Connect to selenium server

I am preparing some lectures using binder. In these students should use library(RSelenium) in R . Selenium is a browser automation suite. Using selenium outside of binder requires launching a Selenium server in a docker container:

docker run -d -p 4445:4444 selenium/standalone-firefox

How can I achieve this functionality within binder? I cannot launch docker within binder. Can I run it on the host and have students connect to it?

I am just starting out with binder so please forgive my ignorance. I’ve used it for teaching once and was so happy with it that I’m trying to move everything there as it spares me from dealing with computer configuration issues from students.

Some time ago I popped together this recipe for myself for using Selenium in Mybinder: https://github.com/simonw/selenium-demoscraper

2 Likes

Thanks, I’ll give it a try!

Hi @hliebert ,

Did you manage to get RSelenium to work within binder? I tried the solution by @psychemedia but could not get it to work for me.

Thanks

The requirements.txt configuration file that is in the current working version of the example binder-ready for selenium works with pip. If I recall correctly, the configurations that involve R aren’t compatible with the requirements.txt approach. I imagine the easiest these days would be to convert a configuration that should include selenium set up properly to use much the same as the ‘r conda’ example, building in there what presently is in the example for selenium requirements.txt. And then you’d include the apt.txt of the selenium binder-ready example repo, or the contents if the ‘r conda’ already has an apt.txt. Similar for adapting from the postBuild where selenium works on mybinder to the ‘r conda’ example. Wait. Actually because conda handles things better, I think I was able to remove the apt.txt and postBuild in the example with an environment.yml file for configuration, like the ‘r conda example’ uses, here. That latter repo of mine may serve as a better guide for the adapting of ‘r conda’ example to install selenium, too.

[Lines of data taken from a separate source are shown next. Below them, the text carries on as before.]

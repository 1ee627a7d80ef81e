use std::collections::BTreeMap;

use serde::{Deserialize, Serialize};
use tracing::{info, warn};

use crate::classify::is_declarative;
use crate::label::Label;
use crate::model::RewriteMode;
use crate::rewrite::rewrite_all;
use crate::scan::ScanError;

/// A run's primary script plus the scripts it loaded, keyed by name.
#[derive(Clone, Debug, Default, PartialEq, Eq, Serialize, Deserialize)]
pub struct ScriptBundle {
    pub primary: Option<String>,
    pub loaded: Option<BTreeMap<String, String>>,
}

#[derive(Clone, Debug, PartialEq, Eq, PartialOrd, Ord, Serialize, Deserialize)]
pub enum ScriptKey {
    Primary,
    Loaded(String),
}

impl std::fmt::Display for ScriptKey {
    fn fmt(&self, f: &mut std::fmt::Formatter<'_>) -> std::fmt::Result {
        match self {
            ScriptKey::Primary => f.write_str("<primary>"),
            ScriptKey::Loaded(name) => f.write_str(name),
        }
    }
}

#[derive(Clone, Debug, PartialEq, Eq)]
pub enum ScriptOutcome {
    Unchanged,
    Rewritten { labels: Vec<Label> },
    /// Not declarative while running in declarative-only mode.
    SkippedScripted,
    Failed(ScanError),
}

#[derive(Clone, Debug, PartialEq, Eq)]
pub struct BundleRewrite {
    pub bundle: ScriptBundle,
    pub changed: bool,
    pub outcomes: Vec<(ScriptKey, ScriptOutcome)>,
}

impl ScriptBundle {
    pub fn new(primary: Option<String>, loaded: Option<BTreeMap<String, String>>) -> Self {
        Self { primary, loaded }
    }

    /// Neither a primary script nor a loaded-script map is recorded.
    pub fn is_empty(&self) -> bool {
        self.primary.is_none() && self.loaded.is_none()
    }

    /// Rewrites every script independently. A failure on one script is
    /// logged and counts as unchanged; siblings are still processed.
    pub fn rewrite(&self, mode: RewriteMode) -> BundleRewrite {
        let mut outcomes = Vec::new();

        let primary = self.primary.as_ref().map(|script| {
            let (text, outcome) = rewrite_one(&ScriptKey::Primary, script, mode);
            outcomes.push((ScriptKey::Primary, outcome));
            text
        });

        let loaded = self.loaded.as_ref().map(|scripts| {
            scripts
                .iter()
                .map(|(name, script)| {
                    let key = ScriptKey::Loaded(name.clone());
                    let (text, outcome) = rewrite_one(&key, script, mode);
                    outcomes.push((key, outcome));
                    (name.clone(), text)
                })
                .collect::<BTreeMap<_, _>>()
        });

        let changed = outcomes
            .iter()
            .any(|(_, o)| matches!(o, ScriptOutcome::Rewritten { .. }));

        BundleRewrite { bundle: ScriptBundle { primary, loaded }, changed, outcomes }
    }
}

fn rewrite_one(key: &ScriptKey, script: &str, mode: RewriteMode) -> (String, ScriptOutcome) {
    info!(script = %key, "processing script");
    if mode == RewriteMode::DeclarativeOnly && !is_declarative(script) {
        info!(script = %key, "scripted pipeline detected, ignoring");
        return (script.to_string(), ScriptOutcome::SkippedScripted);
    }
    match rewrite_all(script) {
        Ok(r) if r.changed() => {
            info!(script = %key, blocks = r.labels.len(), skipped = r.skipped, "rewrote container agents");
            (r.script, ScriptOutcome::Rewritten { labels: r.labels })
        }
        Ok(_) => {
            info!(script = %key, "no container agent with an image");
            (script.to_string(), ScriptOutcome::Unchanged)
        }
        Err(e) => {
            warn!(script = %key, error = %e, "scan failed; keeping script unchanged");
            (script.to_string(), ScriptOutcome::Failed(e))
        }
    }
}

#[cfg(test)]
mod tests {
    use super::*;

    fn loaded(entries: &[(&str, &str)]) -> Option<BTreeMap<String, String>> {
        Some(entries.iter().map(|(k, v)| (k.to_string(), v.to_string())).collect())
    }

    #[test]
    fn empty_bundle_is_detected() {
        assert!(ScriptBundle::default().is_empty());
        assert!(!ScriptBundle::new(None, Some(BTreeMap::new())).is_empty());
    }

    #[test]
    fn changed_is_or_across_components() {
        let bundle = ScriptBundle::new(
            Some("pipeline {\n  agent any\n}".into()),
            loaded(&[("lib.groovy", "agent { docker { image 'r/x/y:1' } }")]),
        );
        let out = bundle.rewrite(RewriteMode::AnyScript);
        assert!(out.changed);
        assert_eq!(out.bundle.primary, bundle.primary);
        assert_eq!(out.bundle.loaded.unwrap()["lib.groovy"], "agent { label 'GFS_y_1' }");
        assert_eq!(out.outcomes[0], (ScriptKey::Primary, ScriptOutcome::Unchanged));
    }

    #[test]
    fn failing_script_does_not_block_siblings() {
        let bundle = ScriptBundle::new(
            Some("agent { docker { image 'a:1'".into()),
            loaded(&[("ok", "agent { docker { image 'b:2' } }")]),
        );
        let out = bundle.rewrite(RewriteMode::AnyScript);
        assert!(out.changed);
        assert_eq!(out.bundle.primary, bundle.primary);
        assert!(matches!(out.outcomes[0].1, ScriptOutcome::Failed(_)));
        assert_eq!(out.bundle.loaded.unwrap()["ok"], "agent { label 'GFS_b_2' }");
    }

    #[test]
    fn declarative_only_skips_scripted_sources() {
        let scripted = "node {\n  agent { docker { image 'a:1' } }\n}";
        let bundle = ScriptBundle::new(Some(scripted.into()), None);

        let strict = bundle.rewrite(RewriteMode::DeclarativeOnly);
        assert!(!strict.changed);
        assert_eq!(strict.outcomes[0].1, ScriptOutcome::SkippedScripted);

        let broad = bundle.rewrite(RewriteMode::AnyScript);
        assert!(broad.changed);
    }

    #[test]
    fn no_container_agents_means_no_change() {
        let bundle = ScriptBundle::new(Some("pipeline { agent any }".into()), loaded(&[]));
        let out = bundle.rewrite(RewriteMode::AnyScript);
        assert!(!out.changed);
        assert_eq!(out.bundle, bundle);
    }
}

To get much more specific guidance, you’d need to include a link to your repo.

Hi @fomightez ,

Thanks for jumping in to help! Essentially, I’m trying to deploy a data scraping app with RShiny and RSelenium, which when I try to open up in the Shinyapp format disconnects from the server. However, when I’ve tried to run it from rstudio (Binder), it looks like RSelenium does start (which suggests that it’s installed), but it’s missing some dependancies (JAVA) since I get a “Warning: Error in java_check: PATH to JAVA not found. Please check JAVA is installed.” error message.
I tried the solution suggested here (How to install jdk 17 in mybinder.org) and I added ca-certificates-java and openjdk-17-jre-headless to my apt.txt file, but I got an “returned a non-zero code: 100” error (which is why they are no longer in that file).
Any help will be greatly appreciated.
Thanks

That route to installing Java via apt.txt looks more complex than I learned and have been using with success for years. See the top two apt.txt files listed here. I just verified that typing java in a terminal in sessions launched from the top one of those associated repos works presently. And launches from this one, which uses a variation, also works when you type java in a session launched from there…

Thanks @fomightez ,

Those solutions worked! Unfortunately, this just unveiled the next series of issues with getting RSelenium to work properly.
Now I get an error in curl::curl_fetch_disk: Unrecognized content encoding type. I can temporarily avoid this by looping over the rsDriver command and defining the selenium (3.141.59) and geckover (‘0.31.0’) version instead of having them default to the ‘latest’ version, but ultimately the connection is refused and it cannot connect to pretty much any port.
From what I’ve seen (e.g. RSelenium::rsDriver() not working as expected. - #3 by lazycipher - General - RStudio Community or Webscraping Aliexpress with Rselenium | R-bloggers) people seem to attribute this to a corrupted jarfile (and indeed when running wdman::selenium(), I get the same error message) and the solution seems to be to download the jar file from the original website and place it the project’s directory. Would you happen to know how to do this in Binder?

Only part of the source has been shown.